Al acercarme al toro mecánico, especialmente consciente de mi aspecto por el sombrero vaquero rojo que me había puesto ante la insistencia de Mystery, vi a una morena de pelo largo y piernas bronceadas que vestía con un jersey ajustado y una minifalda de volantes. Hablaba animadamente con dos chicos, dando saltitos delante de ellos como un personaje de dibujos animados.
Un segundo. Dos segundos. Tres.
—Parece que la fiesta se ha acabado.
Se lo dije a los chicos. Después me volví hacia ella. Vacilé un instante. Sabía lo que tenía que decir a continuación —Mystery llevaba machacándome con esa frase todo el fin de semana—, pero, llegado el momento, me sentía aterrorizado.
—Si no… fuese gay, puedes estar segura de que serías mía.
Sus labios dibujaron una inmensa sonrisa.
—Me gusta tu sombrero —chilló la chica al tiempo que tiraba de él hacia arriba.
Al parecer, lo de
pavonearse
funciona.
—Se mira, pero no se toca —le dije, repitiendo una frase que le había oído usar a Mystery.
A modo de respuesta, la chica se arrojó en mis brazos y me dijo que era muy divertido. Y, al aceptarme de aquella manera, hizo que el temor que yo sentía se evaporase. Entonces comprendí que lo único que hace falta para conocer a una chica es saber qué decir, cuándo decirlo y cómo decirlo.
—¿De qué os conocéis? —pregunté.
—Acabamos de conocernos. Me llamo Elonova —dijo ella con una torpe reverencia.
Yo interpreté su gesto como un IDI.
Decidí mostrarle a Elonova un truco que Mystery me había enseñado esa misma tarde, en el que yo tenía que adivinar el número que ella pensara entre el uno y el diez (pista: casi siempre es el siete), y ella aplaudió encantada.
Ante la evidencia de mi superioridad, los dos tipos que la acompañaban decidieron marcharse.
Al cabo de un rato salimos a la calle. Cada
TTF
con el que nos cruzamos me levantaba el dedo pulgar, como diciendo, «está superbuena» o «vaya suerte». Qué idiotas. Iban a estropearlo todo.

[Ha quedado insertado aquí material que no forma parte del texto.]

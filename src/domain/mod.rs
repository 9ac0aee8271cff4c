mod coord;
mod live_set;
mod bounds;
pub mod rules;
mod stepper;
mod simulator;
pub mod patterns;

pub use coord::Coord;
pub use live_set::LiveSet;
pub use bounds::{BoundingBox, bounding_box};
pub use rules::{ConwayRule, neighbors_of, living_neighbors_of, will_be_alive};
pub use stepper::step;
pub use simulator::{Generations, SimulationError, generation_count, generations, simulate};
pub use patterns::{Pattern, PatternError, PatternRegistry, presets, soup};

Tenía que encontrar la manera de decirle que no era gay; aunque, tal vez, a esas alturas ya se hubiera dado cuenta ella sola.
Me acordé de lo que me había dicho Sin la primera noche sobre los quinos y le rodé los hombros con el brazo. Pero, esta vez ella, se apartó. Desde luego, eso no era un IDI. Volví a acercarme a ella y, justo cuando iba a intentarlo de nuevo, apareció uno de los chicos con los que estaba cuando la había abordado. Me quedé ahí, mirándolos como un idiota, mientras ella coqueteaba con él. Un par de minutos después, cuando por fin se volvió de nuevo hacia mí, le dije que ya nos veríamos. Ella me dijo que sí, e intercambiamos nuestros números de teléfono.